* [Brief]: In the listing below, find the line with "self.phase = Phase::SecretDerived;" and the line with "if got != self.expected_n". Repeat those two lines and all lines between them exactly.

* [Data for review]:

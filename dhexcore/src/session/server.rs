// Server (responder) side of the handshake.
//
// One `ServerSession` per accepted connection. The admission decision
// (answering `SERVER_BUSY` instead of running a session at all) is taken by
// the accept loop before a session exists; see the transport shell.

use num_bigint_dig::BigUint;
use num_traits::Zero;

use crate::error::{DhexCoreError, Result};
use crate::kex::{self, DhKeyPair, DhParams};
use crate::message::{Request, Response};
use crate::session::{Phase, SessionConfig};

/// The responder's session state for one handshake.
#[derive(Debug)]
pub struct ServerSession {
    params: DhParams,
    config: SessionConfig,
    /// Optional pre-assigned client private exponent (test mode). Sent as
    /// `skClient`; zero on the wire when unset.
    client_key_hint: Option<BigUint>,
    phase: Phase,
    /// Request counter expected next; the client starts at 1.
    expected_n: u64,
    peer_identity: Option<String>,
    keypair: Option<DhKeyPair>,
    pk_client: Option<BigUint>,
    shared_secret: Option<BigUint>,
}

impl ServerSession {
    /// Create a responder session. The local parameters are validated up
    /// front: serving a composite or undersized modulus is a configuration
    /// error, not something to discover mid-handshake.
    pub fn new(
        params: DhParams,
        client_key_hint: Option<BigUint>,
        config: SessionConfig,
    ) -> Result<Self> {
        params.validate(config.min_prime_bits)?;
        if let Some(hint) = &client_key_hint {
            if !hint.is_zero() && *hint >= params.prime {
                return Err(DhexCoreError::PrivateKeyOutOfRange);
            }
        }
        Ok(Self {
            params,
            config,
            client_key_hint,
            phase: Phase::Init,
            expected_n: 1,
            peer_identity: None,
            keypair: None,
            pk_client: None,
            shared_secret: None,
        })
    }

    pub fn phase(&self) -> Phase {
        self.phase
    }

    /// The identity announced by the client's hello.
    pub fn peer_identity(&self) -> Option<&str> {
        self.peer_identity.as_deref()
    }

    /// The derived shared secret, available from `SecretDerived` on.
    pub fn shared_secret(&self) -> Option<&BigUint> {
        self.shared_secret.as_ref()
    }

    /// Whether the handshake is done and the `SERVER_FINISH` reply produced.
    pub fn is_finished(&self) -> bool {
        matches!(self.phase, Phase::SecretDerived | Phase::Closed)
    }

    /// Mark the transport released; called once by the owner when done.
    pub fn close(&mut self) {
        if self.phase == Phase::SecretDerived {
            self.phase = Phase::Closed;
        }
    }

    /// Drive the responder: consume one request, produce the matching
    /// response with the echoed counter. Any request out of phase or out of
    /// sequence poisons the session.
    pub fn process_request(&mut self, request: Request) -> Result<Response> {
        self.check_request_n(&request)?;
        let n = request.n();
        match (self.phase, request) {
            (Phase::Init, Request::Hello { id, .. }) => {
                self.peer_identity = Some(id);
                self.phase = Phase::Contacted;
                Ok(Response::Hello { n })
            }
            (Phase::Contacted, Request::DhExStart { .. }) if self.keypair.is_none() => {
                let keypair = self.with_poison(kex::generate_keypair(
                    &self.params,
                    None,
                    self.config.private_key_bits,
                ))?;
                let reply = Response::DhExStart {
                    generator: self.params.generator.clone(),
                    prime: self.params.prime.clone(),
                    pk_server: keypair.public.clone(),
                    sk_client: self.client_key_hint.clone().unwrap_or_default(),
                    n,
                };
                self.keypair = Some(keypair);
                Ok(reply)
            }
            (Phase::Contacted, Request::DhEx { pk_client, .. }) if self.keypair.is_some() => {
                if pk_client.is_zero() || pk_client >= self.params.prime {
                    self.phase = Phase::Error;
                    return Err(DhexCoreError::PublicKeyOutOfRange);
                }
                self.pk_client = Some(pk_client);
                self.phase = Phase::ParamsExchanged;
                Ok(Response::DhEx { n })
            }
            (Phase::ParamsExchanged, Request::DhExDone { .. }) => {
                let keypair = self
                    .keypair
                    .as_ref()
                    .ok_or(DhexCoreError::MissingKeyMaterial("local keypair"))?;
                let pk_client = self
                    .pk_client
                    .as_ref()
                    .ok_or(DhexCoreError::MissingKeyMaterial("client public key"))?;
                let shared =
                    kex::derive_shared_secret(pk_client, &keypair.private, &self.params.prime);
                let shared = match shared {
                    Ok(s) => s,
                    Err(e) => {
                        self.phase = Phase::Error;
                        return Err(e);
                    }
                };
                self.shared_secret = Some(shared);
                self.phase = Phase::SecretDerived;
                Ok(Response::Finish { n })
            }
            (phase, request) => {
                self.phase = Phase::Error;
                Err(DhexCoreError::UnexpectedMessage {
                    phase: phase.label(),
                    got: request.label(),
                })
            }
        }
    }

    /// Each request must carry the next counter value, in order, never
    /// reused or decremented.
    fn check_request_n(&mut self, request: &Request) -> Result<()> {
        let got = request.n();
        if got != self.expected_n {
            self.phase = Phase::Error;
            return Err(DhexCoreError::SequenceMismatch {
                expected: self.expected_n,
                got,
            });
        }
        self.expected_n += 1;
        Ok(())
    }

    fn with_poison<T>(&mut self, result: Result<T>) -> Result<T> {
        if result.is_err() {
            self.phase = Phase::Error;
        }
        result
    }
}

#[cfg(test)]
mod tests {
    use super::*;

    fn config() -> SessionConfig {
        SessionConfig {
            private_key_bits: 64,
            min_prime_bits: 16,
        }
    }

    fn params() -> DhParams {
        DhParams::new(BigUint::from(5u32), BigUint::from(18_446_744_073_709_551_557u64))
    }

    #[test]
    fn composite_modulus_rejected_at_construction() {
        let bad = DhParams::new(BigUint::from(5u32), BigUint::from(1_000_000u64));
        assert!(matches!(
            ServerSession::new(bad, None, config()),
            Err(DhexCoreError::NotPrime)
        ));
    }

    #[test]
    fn hint_echoed_in_params_response() {
        let hint = BigUint::from(424_242u64);
        let mut session = ServerSession::new(params(), Some(hint.clone()), config()).unwrap();
        session
            .process_request(Request::Hello {
                id: "alice".into(),
                n: 1,
            })
            .unwrap();
        match session.process_request(Request::DhExStart { n: 2 }).unwrap() {
            Response::DhExStart { sk_client, .. } => assert_eq!(sk_client, hint),
            other => panic!("unexpected response: {other:?}"),
        }
    }

    #[test]
    fn no_hint_sends_zero_sentinel() {
        let mut session = ServerSession::new(params(), None, config()).unwrap();
        session
            .process_request(Request::Hello {
                id: "alice".into(),
                n: 1,
            })
            .unwrap();
        match session.process_request(Request::DhExStart { n: 2 }).unwrap() {
            Response::DhExStart { sk_client, .. } => assert!(sk_client.is_zero()),
            other => panic!("unexpected response: {other:?}"),
        }
    }

    #[test]
    fn out_of_order_request_rejected() {
        let mut session = ServerSession::new(params(), None, config()).unwrap();
        let err = session
            .process_request(Request::DhExStart { n: 1 })
            .unwrap_err();
        assert!(matches!(err, DhexCoreError::UnexpectedMessage { .. }));
        assert_eq!(session.phase(), Phase::Error);
    }

    #[test]
    fn replayed_counter_rejected() {
        let mut session = ServerSession::new(params(), None, config()).unwrap();
        session
            .process_request(Request::Hello {
                id: "alice".into(),
                n: 1,
            })
            .unwrap();
        let err = session
            .process_request(Request::DhExStart { n: 1 })
            .unwrap_err();
        assert!(matches!(
            err,
            DhexCoreError::SequenceMismatch {
                expected: 2,
                got: 1
            }
        ));
    }

    #[test]
    fn zero_client_public_key_rejected() {
        let mut session = ServerSession::new(params(), None, config()).unwrap();
        session
            .process_request(Request::Hello {
                id: "alice".into(),
                n: 1,
            })
            .unwrap();
        session.process_request(Request::DhExStart { n: 2 }).unwrap();
        let err = session
            .process_request(Request::DhEx {
                pk_client: BigUint::zero(),
                n: 3,
            })
            .unwrap_err();
        assert!(matches!(err, DhexCoreError::PublicKeyOutOfRange));
    }
}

* [Task solution]:
                self.phase = Phase::SecretDerived;
                Ok(Response::Finish { n })
            }
            (phase, request) => {
                self.phase = Phase::Error;
                Err(DhexCoreError::UnexpectedMessage {
                    phase: phase.label(),
                    got: request.label(),
                })
            }
        }
    }

    /// Each request must carry the next counter value, in order, never
    /// reused or decremented.
    fn check_request_n(&mut self, request: &Request) -> Result<()> {
        let got = request.n();
        if got != self.expected_n {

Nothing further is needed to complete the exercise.